Suboptimal blood pressure control can be classified as either pseudo-resistant or resistant hypertension. According to the definition used in the Seventh Report of the Joint National Committee on Prevention, Detection, Evaluation, and Treatment of High Blood Pressure (JNC7), resistance is the “failure to achieve goal BP in patients who are adhering to full doses of an appropriate 3-drug regimen that includes a diuretic.”1

Hypertension is described as “pseudo-resistant” when persistent elevations in blood pressure are the result of a failure to comply with the medication regimen, “white-coat” syndrome, poor blood pressure technique, or a combination of these.5,6 Physician failure to prescribe adequate doses of medication, so-called clinical inertia, may also be a factor.5,7 Causes and remedies for pseudo-resistance are summarized in the algorithm.

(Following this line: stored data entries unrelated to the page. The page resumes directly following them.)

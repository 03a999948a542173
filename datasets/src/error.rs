//! Error types of the dataset loader
//!

use thiserror::Error;

pub type Result<T> = std::result::Result<T, DatasetError>;

#[derive(Error, Debug)]
pub enum DatasetError {
    #[error("could not fetch {url}: {source}")]
    Fetch {
        url: String,
        #[source]
        source: reqwest::Error,
    },
    #[error(transparent)]
    Io(#[from] std::io::Error),
    #[error("invalid parquet file: {0}")]
    Parquet(#[from] parquet::errors::ParquetError),
    #[error("invalid arrow data: {0}")]
    Arrow(#[from] arrow::error::ArrowError),
    #[error("column `{0}` is missing")]
    MissingColumn(&'static str),
    #[error("column `{column}` has type {found}, expected {expected}")]
    ColumnType {
        column: &'static str,
        found: String,
        expected: &'static str,
    },
    #[error("null value in column `{column}` at row {row}")]
    NullValue { column: &'static str, row: usize },
    #[error("invalid label {0}, labels must be non-negative")]
    InvalidLabel(i64),
}
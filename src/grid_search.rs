//! Exhaustive hyperparameter search with stratified k-fold cross-validation
//!
//! Every candidate of a [`ParamGrid`] is scored by its mean validation accuracy over `k` folds.
//! The whole pipeline, vectorizer included, is refitted on the training part of each fold so that
//! no vocabulary statistics leak from the validation part. All `(candidate, fold)` fits are
//! independent and run on the rayon thread pool. The best candidate is finally refitted on the
//! complete training set.

use std::collections::BTreeMap;

use linfa::ParamGuard;
use ndarray::Array1;
use rayon::prelude::*;
use tracing::info;

use sentiment_datasets::LabeledSentences;

use crate::error::{Error, Result};
use crate::forest::RandomForest;
use crate::metrics::BinaryConfusionMatrix;
use crate::pipeline::{ClassifierParams, FittedPipeline, TextPipeline};
use crate::svm::LinearSvc;

/// Candidate hyperparameters of a single classifier family
#[derive(Debug, Clone, PartialEq)]
pub struct ParamGrid {
    candidates: Vec<ClassifierParams>,
}

impl ParamGrid {
    /// Cartesian product of the penalty `c` and the iteration bound of a linear SVM
    pub fn svm(c: &[f64], max_iter: &[usize], seed: u64) -> Result<Self> {
        let mut candidates = Vec::with_capacity(c.len() * max_iter.len());
        for c in c {
            for max_iter in max_iter {
                let params = LinearSvc::params()
                    .c(*c)
                    .max_iter(*max_iter)
                    .seed(seed)
                    .check()?;
                candidates.push(ClassifierParams::Svm(params));
            }
        }

        Self::from_candidates(candidates)
    }

    /// Cartesian product of forest size, tree depth and minimal split size
    pub fn random_forest(
        n_estimators: &[usize],
        max_depth: &[Option<usize>],
        min_samples_split: &[usize],
        seed: u64,
    ) -> Result<Self> {
        let mut candidates = Vec::new();
        for n_estimators in n_estimators {
            for max_depth in max_depth {
                for min_samples_split in min_samples_split {
                    let params = RandomForest::params()
                        .n_estimators(*n_estimators)
                        .max_depth(*max_depth)
                        .min_samples_split(*min_samples_split)
                        .seed(seed)
                        .check()?;
                    candidates.push(ClassifierParams::RandomForest(params));
                }
            }
        }

        Self::from_candidates(candidates)
    }

    /// Grid over explicit candidates, which all have to belong to the same classifier family
    pub fn from_candidates(candidates: Vec<ClassifierParams>) -> Result<Self> {
        match candidates.first() {
            None => Err(Error::Parameters("empty parameter grid".to_string())),
            Some(first) if candidates.iter().any(|c| c.kind() != first.kind()) => Err(
                Error::Parameters("parameter grid mixes classifier families".to_string()),
            ),
            Some(_) => Ok(ParamGrid { candidates }),
        }
    }

    pub fn candidates(&self) -> &[ClassifierParams] {
        &self.candidates
    }

    pub fn len(&self) -> usize {
        self.candidates.len()
    }

    pub fn is_empty(&self) -> bool {
        self.candidates.is_empty()
    }
}

/// Split sample indices into `k` folds that preserve the class proportions
///
/// The samples of each class are divided, in order, into `k` contiguous chunks whose sizes differ
/// by at most one. Fold `j` validates on chunk `j` of every class and trains on the rest. Returns
/// `(train, validation)` index pairs with ascending indices.
pub fn stratified_folds(labels: &Array1<usize>, k: usize) -> Result<Vec<(Vec<usize>, Vec<usize>)>> {
    if k < 2 {
        return Err(Error::Parameters(format!(
            "cross-validation needs at least 2 folds, but got {}",
            k
        )));
    }

    let mut classes: BTreeMap<usize, Vec<usize>> = BTreeMap::new();
    for (idx, label) in labels.iter().enumerate() {
        classes.entry(*label).or_default().push(idx);
    }
    if let Some((label, members)) = classes.iter().find(|(_, members)| members.len() < k) {
        return Err(Error::NotEnoughSamples(format!(
            "class {} has {} samples, fewer than the {} folds",
            label,
            members.len(),
            k
        )));
    }

    let mut fold_of = vec![0; labels.len()];
    for members in classes.values() {
        let (base, extra) = (members.len() / k, members.len() % k);
        let mut start = 0;
        for fold in 0..k {
            let size = base + usize::from(fold < extra);
            for idx in &members[start..start + size] {
                fold_of[*idx] = fold;
            }
            start += size;
        }
    }

    Ok((0..k)
        .map(|fold| {
            let (validation, train): (Vec<usize>, Vec<usize>) =
                (0..labels.len()).partition(|idx| fold_of[*idx] == fold);
            (train, validation)
        })
        .collect())
}

/// Scores of one candidate
#[derive(Debug, Clone, PartialEq)]
pub struct CvResult {
    pub params: ClassifierParams,
    pub fold_scores: Vec<f64>,
    pub mean_score: f64,
}

/// Outcome of a grid search
#[derive(Debug)]
pub struct GridSearchResult {
    /// Best candidate refitted on the complete training set
    pub best_model: FittedPipeline,
    pub best_params: ClassifierParams,
    /// Mean cross-validation accuracy of the best candidate
    pub best_score: f64,
    /// Scores of all candidates in grid order
    pub cv_results: Vec<CvResult>,
}

/// Grid search over the classifier hyperparameters of a pipeline
#[derive(Debug, Clone)]
pub struct GridSearch {
    pipeline: TextPipeline,
    grid: ParamGrid,
    n_folds: usize,
}

impl GridSearch {
    /// Search with 3-fold cross-validation
    pub fn new(pipeline: TextPipeline, grid: ParamGrid) -> Self {
        GridSearch {
            pipeline,
            grid,
            n_folds: 3,
        }
    }

    pub fn n_folds(mut self, n_folds: usize) -> Self {
        self.n_folds = n_folds;
        self
    }

    pub fn fit(&self, data: &LabeledSentences) -> Result<GridSearchResult> {
        if self.grid.candidates()[0].kind() != self.pipeline.classifier().kind() {
            return Err(Error::Parameters(
                "parameter grid does not match the pipeline classifier".to_string(),
            ));
        }

        let folds = stratified_folds(data.labels(), self.n_folds)?
            .into_iter()
            .map(|(train, validation)| (data.select(&train), data.select(&validation)))
            .collect::<Vec<_>>();

        info!(
            candidates = self.grid.len(),
            folds = self.n_folds,
            fits = self.grid.len() * self.n_folds,
            "starting grid search"
        );

        let jobs = (0..self.grid.len())
            .flat_map(|candidate| (0..folds.len()).map(move |fold| (candidate, fold)))
            .collect::<Vec<_>>();
        let scores = jobs
            .par_iter()
            .map(|(candidate, fold)| -> Result<f64> {
                let (train, validation) = &folds[*fold];
                let model = self
                    .pipeline
                    .with_classifier(self.grid.candidates()[*candidate].clone())
                    .fit(train)?;
                let prediction = model.predict(validation.sentences())?;
                let cm = BinaryConfusionMatrix::from_predictions(&prediction, validation.labels())?;

                Ok(cm.accuracy())
            })
            .collect::<Result<Vec<f64>>>()?;

        let cv_results = self
            .grid
            .candidates()
            .iter()
            .zip(scores.chunks(folds.len()))
            .map(|(params, fold_scores)| CvResult {
                params: params.clone(),
                fold_scores: fold_scores.to_vec(),
                mean_score: fold_scores.iter().sum::<f64>() / fold_scores.len() as f64,
            })
            .collect::<Vec<_>>();

        // first candidate wins ties
        let mut best = &cv_results[0];
        for result in &cv_results[1..] {
            if result.mean_score > best.mean_score {
                best = result;
            }
        }
        info!(params = %best.params, score = best.mean_score, "best candidate");

        let best_model = self
            .pipeline
            .with_classifier(best.params.clone())
            .fit(data)?;

        Ok(GridSearchResult {
            best_model,
            best_params: best.params.clone(),
            best_score: best.mean_score,
            cv_results,
        })
    }
}
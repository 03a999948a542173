//! Error types in linfa-sentiment
//!

use thiserror::Error;

use sentiment_datasets::DatasetError;

pub type Result<T> = std::result::Result<T, Error>;

#[derive(Error, Debug)]
pub enum Error {
    #[error(transparent)]
    Dataset(#[from] DatasetError),
    #[error(transparent)]
    Linfa(#[from] linfa::Error),
    #[error(transparent)]
    Preprocessing(#[from] linfa_preprocessing::PreprocessingError),
    #[error("invalid parameter {0}")]
    Parameters(String),
    #[error("unknown classifier `{0}`, expected one of `svm`, `rf`")]
    UnknownClassifier(String),
    #[error("unknown vectorizer `{0}`, expected one of `tfidf`, `bow`")]
    UnknownVectorizer(String),
    #[error("no term satisfies the document frequency thresholds")]
    EmptyVocabulary,
    #[error("not enough samples: {0}")]
    NotEnoughSamples(String),
    #[error("training data contains a single class")]
    SingleClass,
    #[error("label {0} is not binary, expected 0 or 1")]
    NonBinaryLabel(usize),
    #[error(transparent)]
    Io(#[from] std::io::Error),
    #[error("could not write table: {0}")]
    Csv(#[from] csv::Error),
    #[error("could not (de)serialize model: {0}")]
    Persist(#[from] bincode::Error),
    #[error("could not render plot: {0}")]
    Plot(String),
}
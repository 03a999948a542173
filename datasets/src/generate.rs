//! Utility functions for randomly generating sentiment corpora

use ndarray::Array1;
use rand::Rng;

use crate::LabeledSentences;

const POSITIVE: &[&str] = &[
    "brilliant", "moving", "delightful", "charming", "superb", "gripping", "witty", "beautiful",
];
const NEGATIVE: &[&str] = &[
    "dull", "tedious", "clumsy", "boring", "awful", "lifeless", "predictable", "bland",
];
const NEUTRAL: &[&str] = &[
    "film", "story", "cast", "director", "script", "scenes", "performance", "plot", "the", "and",
];

/// Generate `n_samples` short reviews with a binary sentiment label
///
/// Every sentence mixes `sentence_len` neutral filler words with at least one word drawn from the
/// vocabulary of its class. Labels alternate so that both classes are (almost) equally frequent.
pub fn sentiment_corpus(
    n_samples: usize,
    sentence_len: usize,
    rng: &mut impl Rng,
) -> LabeledSentences {
    let mut sentences = Vec::with_capacity(n_samples);
    let mut labels = Vec::with_capacity(n_samples);

    for i in 0..n_samples {
        let label = i % 2;
        let polar = if label == 1 { POSITIVE } else { NEGATIVE };

        let mut words = (0..sentence_len.max(1))
            .map(|_| NEUTRAL[rng.gen_range(0..NEUTRAL.len())])
            .collect::<Vec<_>>();
        let n_polar = rng.gen_range(1..=2);
        for _ in 0..n_polar {
            let pos = rng.gen_range(0..=words.len());
            words.insert(pos, polar[rng.gen_range(0..polar.len())]);
        }

        sentences.push(words.join(" "));
        labels.push(label);
    }

    LabeledSentences::new(sentences, Array1::from(labels))
}

#[cfg(test)]
mod tests {
    use super::*;
    use rand::rngs::SmallRng;
    use rand::SeedableRng;

    #[test]
    fn corpus_is_balanced_and_polar() {
        let mut rng = SmallRng::seed_from_u64(42);
        let corpus = sentiment_corpus(50, 6, &mut rng);

        assert_eq!(corpus.len(), 50);
        assert_eq!(corpus.class_distribution().get(&0), Some(&25));
        for (sentence, label) in corpus.sentences().iter().zip(corpus.labels()) {
            let vocab = if *label == 1 { POSITIVE } else { NEGATIVE };
            assert!(sentence.split(' ').any(|w| vocab.contains(&w)));
        }
    }
}
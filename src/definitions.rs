//! Packet definitions collaborator.
//!
//! The distribution core never hard-codes packet layouts. It asks a
//! [`Definitions`] implementation for the layout of a packet id and for the
//! meaning of individual field values. Real deployments back this with their
//! telemetry and command dictionaries; [`Dictionary`] is a simple in-memory
//! implementation built in code.

use std::collections::HashMap;
use std::sync::Arc;

use crate::types::{ConversionError, FieldMap, FieldType, PacketDefinition, PacketTypeId, Resolved, Value};
use crate::{Result, TelemuxError};

/// Source of packet layouts and value semantics.
pub trait Definitions: Send + Sync {
    /// Layout of packet `uid`, if defined.
    fn packet(&self, uid: PacketTypeId) -> Option<Arc<PacketDefinition>>;

    /// Layout of the packet called `name`, if defined.
    fn packet_named(&self, name: &str) -> Option<Arc<PacketDefinition>>;

    /// Every known packet layout.
    fn packets(&self) -> Vec<Arc<PacketDefinition>>;

    /// Name of the command with opcode `opcode`.
    fn command_name(&self, _opcode: u64) -> Option<String> {
        None
    }

    /// Name of the event report with code `code`.
    fn evr_name(&self, _code: u64) -> Option<String> {
        None
    }

    /// Resolve the human-meaningful value of `field` in a decoded packet.
    ///
    /// Command and EVR references resolve to a name or [`Resolved::Unidentified`],
    /// time fields to a date-time, converted fields through their conversion and
    /// enumerated fields to their label. An enumerated value with no label is a
    /// value-domain error.
    fn convert(&self, defn: &PacketDefinition, field: &str, raw: &FieldMap) -> Result<Resolved, ConversionError> {
        let (Some(meta), Some(value)) = (defn.field(field), raw.get(field)) else {
            return Err(ConversionError::MissingInput { field: field.to_string(), missing: field.to_string() });
        };
        let not_numeric = || ConversionError::NotNumeric { field: field.to_string(), value: value.to_string() };

        match meta.field_type {
            FieldType::Cmd16 => {
                let opcode = value.as_i64().and_then(|v| u64::try_from(v).ok()).ok_or_else(not_numeric)?;
                return Ok(self.command_name(opcode).map_or(Resolved::Unidentified, Resolved::Label));
            }
            FieldType::Evr16 => {
                let code = value.as_i64().and_then(|v| u64::try_from(v).ok()).ok_or_else(not_numeric)?;
                return Ok(self.evr_name(code).map_or(Resolved::Unidentified, Resolved::Label));
            }
            FieldType::Time64 => {
                let seconds = value.as_f64().ok_or_else(not_numeric)?;
                let time = FieldType::gps_time(seconds).ok_or_else(|| ConversionError::OutOfDomain {
                    field: field.to_string(),
                    value: value.to_string(),
                })?;
                return Ok(Resolved::Converted(Value::Time(time)));
            }
            _ => {}
        }

        if let Some(conversion) = &meta.conversion {
            return conversion.convert(field, value, raw).map(Resolved::Converted);
        }

        if let Some(enumeration) = &meta.enumeration {
            return match enumeration.label(value) {
                Some(label) => Ok(Resolved::Label(label.to_string())),
                None => Err(ConversionError::OutOfDomain { field: field.to_string(), value: value.to_string() }),
            };
        }

        Ok(Resolved::Raw(value.clone()))
    }

    /// Evaluate every derivation of `defn` against a decoded packet.
    ///
    /// Derivations are evaluated in definition order and may reference earlier
    /// derivations.
    fn derive(&self, defn: &PacketDefinition, raw: &FieldMap) -> Vec<(String, Result<Value, ConversionError>)> {
        let mut scope = raw.clone();
        let mut results = Vec::with_capacity(defn.derivations.len());
        for derivation in &defn.derivations {
            let result = derivation.rule.derive(&derivation.name, &scope);
            if let Ok(value) = &result {
                scope.insert(derivation.name.clone(), value.clone());
            }
            results.push((derivation.name.clone(), result));
        }
        results
    }
}

/// In-memory packet and command dictionary.
#[derive(Debug, Default, Clone)]
pub struct Dictionary {
    by_uid: HashMap<PacketTypeId, Arc<PacketDefinition>>,
    by_name: HashMap<String, Arc<PacketDefinition>>,
    commands: HashMap<u64, String>,
    evrs: HashMap<u64, String>,
}

impl Dictionary {
    pub fn new() -> Self {
        Self::default()
    }

    /// Add a packet definition.
    ///
    /// Fails when the id or name is already taken.
    pub fn with_packet(mut self, defn: PacketDefinition) -> Result<Self> {
        self.insert(defn)?;
        Ok(self)
    }

    pub fn insert(&mut self, defn: PacketDefinition) -> Result<()> {
        defn.validate()?;
        if self.by_uid.contains_key(&defn.uid) {
            return Err(TelemuxError::invalid_definition(
                &defn.name,
                format!("packet id {} is already defined", defn.uid),
            ));
        }
        if self.by_name.contains_key(&defn.name) {
            return Err(TelemuxError::invalid_definition(&defn.name, "packet name is already defined"));
        }

        let defn = Arc::new(defn);
        self.by_uid.insert(defn.uid, Arc::clone(&defn));
        self.by_name.insert(defn.name.clone(), defn);
        Ok(())
    }

    pub fn with_command(mut self, opcode: u64, name: impl Into<String>) -> Self {
        self.commands.insert(opcode, name.into());
        self
    }

    pub fn with_evr(mut self, code: u64, name: impl Into<String>) -> Self {
        self.evrs.insert(code, name.into());
        self
    }

    pub fn len(&self) -> usize {
        self.by_uid.len()
    }

    pub fn is_empty(&self) -> bool {
        self.by_uid.is_empty()
    }
}

impl Definitions for Dictionary {
    fn packet(&self, uid: PacketTypeId) -> Option<Arc<PacketDefinition>> {
        self.by_uid.get(&uid).cloned()
    }

    fn packet_named(&self, name: &str) -> Option<Arc<PacketDefinition>> {
        self.by_name.get(name).cloned()
    }

    fn packets(&self) -> Vec<Arc<PacketDefinition>> {
        let mut packets: Vec<_> = self.by_uid.values().cloned().collect();
        packets.sort_by_key(|p| p.uid);
        packets
    }

    fn command_name(&self, opcode: u64) -> Option<String> {
        self.commands.get(&opcode).cloned()
    }

    fn evr_name(&self, code: u64) -> Option<String> {
        self.evrs.get(&code).cloned()
    }
}
//! Provider trait for inbound sources

use crate::Result;
use crate::types::{Event, LogMessage, RawPacket};

/// One item arriving from outside the distribution core.
#[derive(Debug, Clone, PartialEq)]
pub enum Inbound {
    /// Telemetry packet from the link
    Telemetry(RawPacket),
    /// Server log line
    Message(LogMessage),
    /// Application event
    Event(Event),
}

/// Trait for inbound data sources
///
/// Providers abstract over where packets come from (a socket listener, a
/// message bus subscription, a test script) and handle their own waiting.
#[async_trait::async_trait]
pub trait Provider: Send + 'static {
    /// Get the next inbound item
    ///
    /// Returns:
    /// - `Ok(Some(item))` - New item available
    /// - `Ok(None)` - Source ended (normal termination)
    /// - `Err(e)` - Error occurred; the driver retries with backoff
    async fn next(&mut self) -> Result<Option<Inbound>>;
}
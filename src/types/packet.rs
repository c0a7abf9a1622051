//! Raw packet types for the distribution path

use std::sync::Arc;

/// Numeric identifier of a packet definition.
///
/// Zero is reserved for the transport keepalive; real packet types start at 1.
pub type PacketTypeId = u32;

/// A telemetry packet exactly as it arrived from the link.
///
/// This is the fundamental data unit that flows through the system. Deltas,
/// converted values and replay buckets are all derived from it.
#[derive(Debug, Clone, PartialEq, Eq)]
pub struct RawPacket {
    /// Packet definition id
    pub uid: PacketTypeId,

    /// Packet bytes (shared, never mutated after receipt)
    pub data: Arc<[u8]>,
}

impl RawPacket {
    /// Create a new raw packet
    pub fn new(uid: PacketTypeId, data: impl Into<Arc<[u8]>>) -> Self {
        Self { uid, data: data.into() }
    }

    /// Packet length in bytes
    pub fn len(&self) -> usize {
        self.data.len()
    }

    /// Whether the packet carries no bytes
    pub fn is_empty(&self) -> bool {
        self.data.is_empty()
    }
}
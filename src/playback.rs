//! Historical playback.
//!
//! A playback query buckets archived packets by timestamp rounded down to a
//! tenth of a second. While replaying, the viewer requests buckets one
//! timestamp at a time and live telemetry is dropped so the two streams never
//! mix.
//!
//! ```text
//!          build_query            enter_replay
//!   Live ──────────────▶ QueryBuilt ───────────▶ Replaying
//!    ▲                                               │
//!    └──────────────────────── abort ◀───────────────┘
//! ```

use chrono::{DateTime, SubsecRound, TimeDelta, Utc};
use parking_lot::Mutex;
use serde::Serialize;
use std::collections::BTreeMap;
use std::fmt;
use std::sync::Arc;
use tokio::sync::watch;
use tokio_stream::wrappers::WatchStream;
use tracing::{debug, error, info, trace, warn};

use crate::datastore::{Datastore, DatastoreConnector, TimeRange};
use crate::registry::SessionRegistry;
use crate::types::RawPacket;
use crate::{Result, TelemuxError};

/// Playback state machine.
#[derive(Debug, Clone, Copy, PartialEq, Eq, Hash, Serialize)]
#[serde(rename_all = "snake_case")]
pub enum PlaybackMode {
    /// Inbound telemetry is broadcast as it arrives
    Live,
    /// A query is loaded but replay has not started
    QueryBuilt,
    /// Live telemetry is suppressed; buckets are broadcast on request
    Replaying,
}

impl fmt::Display for PlaybackMode {
    fn fmt(&self, f: &mut fmt::Formatter<'_>) -> fmt::Result {
        let s = match self {
            PlaybackMode::Live => "live",
            PlaybackMode::QueryBuilt => "query_built",
            PlaybackMode::Replaying => "replaying",
        };
        f.write_str(s)
    }
}

/// Archived packets keyed by rounded timestamp.
#[derive(Debug, Clone, Default, PartialEq, Eq)]
pub struct PlaybackQuery {
    buckets: BTreeMap<String, Vec<RawPacket>>,
}

impl PlaybackQuery {
    pub fn new() -> Self {
        Self::default()
    }

    /// Bucket key of `time`: `YYYY-MM-DDTHH:MM:SS.dZ`, rounded down to 0.1 s.
    pub fn bucket_key(time: &DateTime<Utc>) -> String {
        let tenths = (time.timestamp_subsec_millis() / 100).min(9);
        format!("{}.{tenths}Z", time.format("%Y-%m-%dT%H:%M:%S"))
    }

    /// Append `packet` to the bucket of `time`.
    pub fn insert(&mut self, time: &DateTime<Utc>, packet: RawPacket) {
        self.buckets.entry(Self::bucket_key(time)).or_default().push(packet);
    }

    /// Packets of one bucket, in insertion order.
    pub fn get(&self, key: &str) -> Option<&[RawPacket]> {
        self.buckets.get(key).map(Vec::as_slice)
    }

    pub fn keys(&self) -> impl Iterator<Item = &str> {
        self.buckets.keys().map(String::as_str)
    }

    /// Append every bucket of `other`.
    pub fn merge(&mut self, other: PlaybackQuery) {
        for (key, packets) in other.buckets {
            self.buckets.entry(key).or_default().extend(packets);
        }
    }

    /// Number of buckets.
    pub fn len(&self) -> usize {
        self.buckets.len()
    }

    pub fn is_empty(&self) -> bool {
        self.buckets.is_empty()
    }

    /// Number of packets across all buckets.
    pub fn packet_count(&self) -> usize {
        self.buckets.values().map(Vec::len).sum()
    }

    pub fn clear(&mut self) {
        self.buckets.clear();
    }
}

In Mr. Brown’s case, he’s told you that he’s taking his lisinopril-HCTZ every day, but when you check your records, you see that the intervals between his refill requests range between 34 and 36 days. So you ask him, again, whether he is taking his lisinopril-HCTZ daily, and this time he says he takes the medication “at least 5 or 6 days a week.”

Encourage compliance. To motivate Mr. Brown, you tell him his blood pressure does not meet the goal of <140/90 mm Hg and that pressure higher than goal is a significant risk factor for cardiovascular disease. You emphasize the importance of taking his medication every day—a mantra you’ve repeated to countless patients over the years. In fact, it’s estimated that up to 40% of patients will discontinue their medication at some point during treatment.8 Patients’ reasons vary and may include medication side effects, the cost of treatment, or a patient’s personal philosophy. Cultural differences may also play a role in noncompliance.9

You talk with Mr. Brown a bit more and confirm that his poor compliance is due to simple forgetfulness and not another underlying reason that would need to be addressed. You hand him a pill calendar to help him keep track of his medication. You review the dosage and feel confident that you’ve prescribed a regimen simple enough for Mr. Brown to stick to and adequate to bring his pressure down.